LLMs, on the other hand, aren’t quite as mysterious in the same way. We may not be able to trace each output to a specific event in the LLMs processing, but we do understand the process. This issue is largely due to the scale and nature of probabilistic token selection. There’s no gap between the experience of being an LLM and its language-use: there isn’t any experience for language to fail to capture.

One could object that the same argument would apply to human infants and those with extreme impairments who cannot participate in language-use. My response would be two-fold. First, language-use is a human ability, like flight for many species of bird, but one wouldn’t say a sparrow with a broken wing isn’t a bird. Second, being human arguably comes with its normative commitments, namely, to see all humans as part of a moral community. (And while some may wish to debate this point, I do not.)

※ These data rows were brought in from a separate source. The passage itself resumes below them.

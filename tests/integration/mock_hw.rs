//! Mock hardware adapters for integration tests.
//!
//! The camera and actuator share a [`Scene`]: energising the relay switches
//! the scene to its "misted" brightness, the way reagent lights up a
//! contaminated tool.  Every actuator call, stored run, and emitted event is
//! recorded behind an `Arc` so tests can inspect them after the service has
//! taken ownership of the adapter.

use std::sync::{Arc, Mutex};
use std::time::Duration;

use tooltest::app::events::RunEvent;
use tooltest::app::metrics::{RunId, RunMetrics, RunStatus};
use tooltest::app::ports::{ActuatorDriver, EventSink, FrameSource, RunStore};
use tooltest::app::service::TestService;
use tooltest::config::{ActuationStrategy, AnalysisSchedule, TestConfig};
use tooltest::error::{DeviceError, StoreError};
use tooltest::fsm::RunState;
use tooltest::sensors::Frame;

// ── Scene ─────────────────────────────────────────────────────

#[derive(Debug, Clone, Copy)]
struct SceneState {
    dark: f32,
    misted: f32,
    relay_energised: bool,
    reagent_applied: bool,
    camera_dead: bool,
}

#[derive(Clone)]
pub struct Scene {
    state: Arc<Mutex<SceneState>>,
}

#[allow(dead_code)]
impl Scene {
    /// Uniform `dark` brightness until the relay fires, `misted` after.
    pub fn new(dark: f32, misted: f32) -> Self {
        Self {
            state: Arc::new(Mutex::new(SceneState {
                dark,
                misted,
                relay_energised: false,
                reagent_applied: false,
                camera_dead: false,
            })),
        }
    }

    /// A scene whose camera never opens or reads.
    pub fn dead_camera(misted: f32) -> Self {
        let scene = Self::new(0.0, misted);
        scene.state.lock().unwrap().camera_dead = true;
        scene
    }

    pub fn relay_energised(&self) -> bool {
        self.state.lock().unwrap().relay_energised
    }

    pub fn reagent_applied(&self) -> bool {
        self.state.lock().unwrap().reagent_applied
    }

    fn level(&self) -> Result<f32, DeviceError> {
        let st = self.state.lock().unwrap();
        if st.camera_dead {
            return Err(DeviceError::Unavailable);
        }
        Ok(if st.reagent_applied { st.misted } else { st.dark })
    }
}

// ── Camera ────────────────────────────────────────────────────

pub struct MockCamera {
    scene: Scene,
    pub opens: Arc<Mutex<u32>>,
}

#[allow(dead_code)]
impl MockCamera {
    pub fn new(scene: &Scene) -> Self {
        Self {
            scene: scene.clone(),
            opens: Arc::default(),
        }
    }
}

impl FrameSource for MockCamera {
    fn open(&mut self) -> Result<(), DeviceError> {
        self.scene.level()?;
        *self.opens.lock().unwrap() += 1;
        Ok(())
    }

    fn read(&mut self) -> Result<Frame, DeviceError> {
        let level = self.scene.level().map_err(|_| DeviceError::ReadFailed)?;
        std::thread::sleep(std::time::Duration::from_millis(1));
        Ok(Frame::uniform(4, 4, level))
    }

    fn close(&mut self) {}
}

// ── Actuator call record ──────────────────────────────────────

#[derive(Debug, Clone, Copy, PartialEq, Eq)]
pub enum ActuatorCall {
    Init,
    Relay(bool),
    Rotate,
    Cleanup,
}

pub type CallLog = Arc<Mutex<Vec<ActuatorCall>>>;

// ── MockActuator ──────────────────────────────────────────────

pub struct MockActuator {
    scene: Scene,
    calls: CallLog,
    fail_init: bool,
    rotor_hang: Option<Duration>,
}

#[allow(dead_code)]
impl MockActuator {
    pub fn new(scene: &Scene) -> (Self, CallLog) {
        let calls = CallLog::default();
        (
            Self {
                scene: scene.clone(),
                calls: Arc::clone(&calls),
                fail_init: false,
                rotor_hang: None,
            },
            calls,
        )
    }

    /// Actuator whose rotor never initialises.
    pub fn without_rotor(scene: &Scene) -> (Self, CallLog) {
        let (mut act, calls) = Self::new(scene);
        act.fail_init = true;
        (act, calls)
    }

    /// Actuator whose rotor blocks for `hang` on every segment.
    pub fn stuck_rotor(scene: &Scene, hang: Duration) -> (Self, CallLog) {
        let (mut act, calls) = Self::new(scene);
        act.rotor_hang = Some(hang);
        (act, calls)
    }
}

impl ActuatorDriver for MockActuator {
    fn init(&mut self) -> Result<(), DeviceError> {
        self.calls.lock().unwrap().push(ActuatorCall::Init);
        if self.fail_init {
            Err(DeviceError::Unavailable)
        } else {
            Ok(())
        }
    }

    fn set_relay(&mut self, on: bool) -> Result<(), DeviceError> {
        self.calls.lock().unwrap().push(ActuatorCall::Relay(on));
        let mut st = self.scene.state.lock().unwrap();
        st.relay_energised = on;
        if on {
            st.reagent_applied = true;
        }
        Ok(())
    }

    fn rotate_segment(&mut self) -> Result<(), DeviceError> {
        self.calls.lock().unwrap().push(ActuatorCall::Rotate);
        if let Some(hang) = self.rotor_hang {
            std::thread::sleep(hang);
        }
        Ok(())
    }

    fn cleanup(&mut self) {
        self.calls.lock().unwrap().push(ActuatorCall::Cleanup);
    }
}

#[allow(dead_code)]
pub fn count(calls: &CallLog, call: ActuatorCall) -> usize {
    calls.lock().unwrap().iter().filter(|c| **c == call).count()
}

// ── Result store ──────────────────────────────────────────────

pub type SavedRuns = Arc<Mutex<Vec<(RunId, RunStatus, RunMetrics)>>>;

pub struct MockStore {
    saved: SavedRuns,
    fail: bool,
}

#[allow(dead_code)]
impl MockStore {
    pub fn new() -> (Self, SavedRuns) {
        let saved = SavedRuns::default();
        (
            Self {
                saved: Arc::clone(&saved),
                fail: false,
            },
            saved,
        )
    }

    /// A store that rejects every write.
    pub fn failing() -> Self {
        Self {
            saved: SavedRuns::default(),
            fail: true,
        }
    }
}

impl RunStore for MockStore {
    fn save_run(
        &mut self,
        run_id: &RunId,
        status: RunStatus,
        metrics: &RunMetrics,
    ) -> Result<(), StoreError> {
        if self.fail {
            return Err(StoreError::Io("disk full".into()));
        }
        self.saved
            .lock()
            .unwrap()
            .push((run_id.clone(), status, metrics.clone()));
        Ok(())
    }
}

// ── Event sink ────────────────────────────────────────────────

pub type EventLog = Arc<Mutex<Vec<RunEvent>>>;

/// Records every emitted event.
pub struct RecordingSink {
    events: EventLog,
}

#[allow(dead_code)]
impl RecordingSink {
    pub fn new() -> (Self, EventLog) {
        let events = EventLog::default();
        (
            Self {
                events: Arc::clone(&events),
            },
            events,
        )
    }
}

impl EventSink for RecordingSink {
    fn emit(&mut self, event: &RunEvent) {
        self.events.lock().unwrap().push(event.clone());
    }
}

// ── Fixtures ──────────────────────────────────────────────────

/// Millisecond-scale timings so a full run finishes in well under a second.
/// Threshold knobs: p95, 0.1 floor, 3σ, so a 0.3 baseline gives 0.4.
#[allow(dead_code)]
pub fn fast_config() -> TestConfig {
    TestConfig {
        baseline_duration_ms: 50,
        baseline_sample_period_ms: 5,
        min_baseline_samples: 5,
        baseline_quantile: 95.0,
        guard_abs_floor: 0.1,
        guard_sigma_multiplier: 3.0,
        ambient_abort_bound: Some(1.0),
        strategy: ActuationStrategy::Concurrent,
        analysis_schedule: AnalysisSchedule::AfterActuation,
        mist_duration_ms: 40,
        revolutions: 1.0,
        segments_per_revolution: 4,
        rotations: 2,
        rotation_delay_ms: 20,
        analysis_min_duration_ms: 40,
        analysis_poll_ms: 5,
        grab_interval_ms: 1,
        grab_retry_backoff_ms: 1,
        join_timeout_ms: 500,
        rotor_segment_timeout_ms: 200,
        ..TestConfig::default()
    }
}

pub type MockService = TestService<MockCamera, MockActuator, MockStore, RecordingSink>;

/// A service wired to mocks, plus handles onto everything they record.
pub struct Rig {
    pub service: MockService,
    pub scene: Scene,
    pub calls: CallLog,
    pub saved: SavedRuns,
    pub events: EventLog,
}

#[allow(dead_code)]
pub fn rig(scene: Scene, config: TestConfig) -> Rig {
    let (actuator, calls) = MockActuator::new(&scene);
    rig_with(scene, config, actuator, calls)
}

#[allow(dead_code)]
pub fn rig_with(scene: Scene, config: TestConfig, actuator: MockActuator, calls: CallLog) -> Rig {
    let (store, saved) = MockStore::new();
    let (sink, events) = RecordingSink::new();
    let service = TestService::new(config, MockCamera::new(&scene), actuator, store, sink)
        .expect("valid test config");
    Rig {
        service,
        scene,
        calls,
        saved,
        events,
    }
}

/// Poll until `service` reaches `state` or five seconds pass.
#[allow(dead_code)]
pub fn wait_for_state(service: &MockService, state: RunState) -> bool {
    let deadline = std::time::Instant::now() + std::time::Duration::from_secs(5);
    while std::time::Instant::now() < deadline {
        if service.state() == state {
            return true;
        }
        std::thread::sleep(std::time::Duration::from_millis(1));
    }
    false
}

This may read like a deflationary view of AI, reducing it to software running billions (trillions?) of calculations for it to produce an illusion of language-use. However, I am very much in favor of using AI as the powerful tool it clearly is. If I want to build a vector database, I can do most of my research and a fair amount of coding using Claude Code. After all, it’s clearly better at python than I am. But if I want to write a poem, I’m much better served to learn the names of flowers and pack light for a walk in the woods. And once I’m moved, I write.

If the underlying anxiety around AI is that it supplants humans from activities that are exclusively our domain, I’m feeling strongly that it cannot. Human life and meaning are created out of human practices and ways of living. LLMs use our production, our language, to help us build what we deem worthy of building. It can even plan a party if prompted correctly, but we’re going to be the ones staying later than we should when the party gets fun.